Table 1 Analysis of the curve pairs from Figure 2

Full size table

Examination of Table 1 revealed a series of biases that strongly suggest that the presence of PPT sequences in some mod-AGEZ₁ regions were acting to generate for GA, GG and AA lesser biases of the same sort observed for AG. For instance, if our model had been that scanning took place for a GA, then we might conclude that a GAEZ₁ of ≥100 nucleotides had an approximately 158/211 (75%) observed probability of arising by chance alone, and the complementary 25% observed probability of indicating a dBP. We have no reason to suppose there is any such scanning for GA, and every reason to suppose that this difference between the mod-GAEZ₁ and mod-GAEZ₂ curves is a straightforward consequence of PPT sequences in some mod-GAEZ₁ regions acting to bias the mod-GAEZ₁ distribution to higher values. Should we attribute, for AG, this same effect to some part of the 47% that we have provisionally attributed to dBPs? For the AA, GA, and GG binucleotides there are tail mod-EZ₁ excesses as for AG of 33%, 25%, and 25%, respectively, averaging to 28%; if a correction were to be applied for AG, then it would discount the 47% by this amount to 19%.

A further simple analysis sheds some light on this question. We broke the mod-AGEZ₁ distribution into two parts on the basis of there being an AG in the region -12 to -25 (the 'plus' group), and the complementary 'minus' group without an AG in this region.

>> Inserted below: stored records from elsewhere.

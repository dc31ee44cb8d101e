//! Tracing subscriber setup

use crate::config::{LogFormat, MonitoringConfig};
use tracing_subscriber::EnvFilter;

/// Filter used when `RUST_LOG` is not set
pub fn default_filter(config: &MonitoringConfig) -> String {
    format!("casino_engine={}", config.log_level.as_filter())
}

/// Install the global subscriber. `RUST_LOG` wins over the configured level.
///
/// Safe to call more than once; later calls leave the first subscriber in place.
pub fn init_tracing(config: &MonitoringConfig) {
    let filter = EnvFilter::try_from_default_env()
        .unwrap_or_else(|_| EnvFilter::new(default_filter(config)));

    let builder = tracing_subscriber::fmt().with_env_filter(filter);
    let result = match config.log_format {
        LogFormat::Pretty => builder.try_init(),
        LogFormat::Json => builder.json().try_init(),
    };
    if result.is_err() {
        tracing::debug!("Tracing subscriber already installed");
    }
}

We then looked at the fraction of the mod-AGEZ₁ values ≥100 nucleotides for each of these two groups and found for the plus group 22/10,330 (0.21%) of the mod-AGEZ1 values at ≥ 100. In contrast, if there were no AG in the region -12 to -25 (the minus group), then we see 257/39,546 (0.65%) with mod-AGEZ₁ ≥ 100. With a null hypothesis that the minus group should generate the same statistics as the plus group, we see the null hypothesis to be false with a χ² of 356 (P ≈ 0). This compares with tails ≥ 100 for the mod-AGEZ₁ and mod-AGEZ₂ curves shown in Figure 2 of 0.57% and 0.30%, respectively. That the magnitude of the mod-AGEZ₁ tail is less than that for the 'minus' group above (at 0.58% compared to 0.65%) is expected because the mod-AGEZ₁ includes both the plus and minus groups (and is thus a conservative measure). That the magnitude of the mod-AGEZ₂ tail is greater than the 'plus' group (at 0.30% versus 0.21%) is not statistically significant (P = 0.2), and in any case is expected because the presence of an AG in -12 to -25 increases the chance of observing an AG shortly after -25 compared with the minus group. This analysis confirms that the shoulder seen for mod-AGEZ₁ is not a general feature of the sequence composition at the 3' ends of introns independent of the splicing signals, but rather is a consequence of dBPs.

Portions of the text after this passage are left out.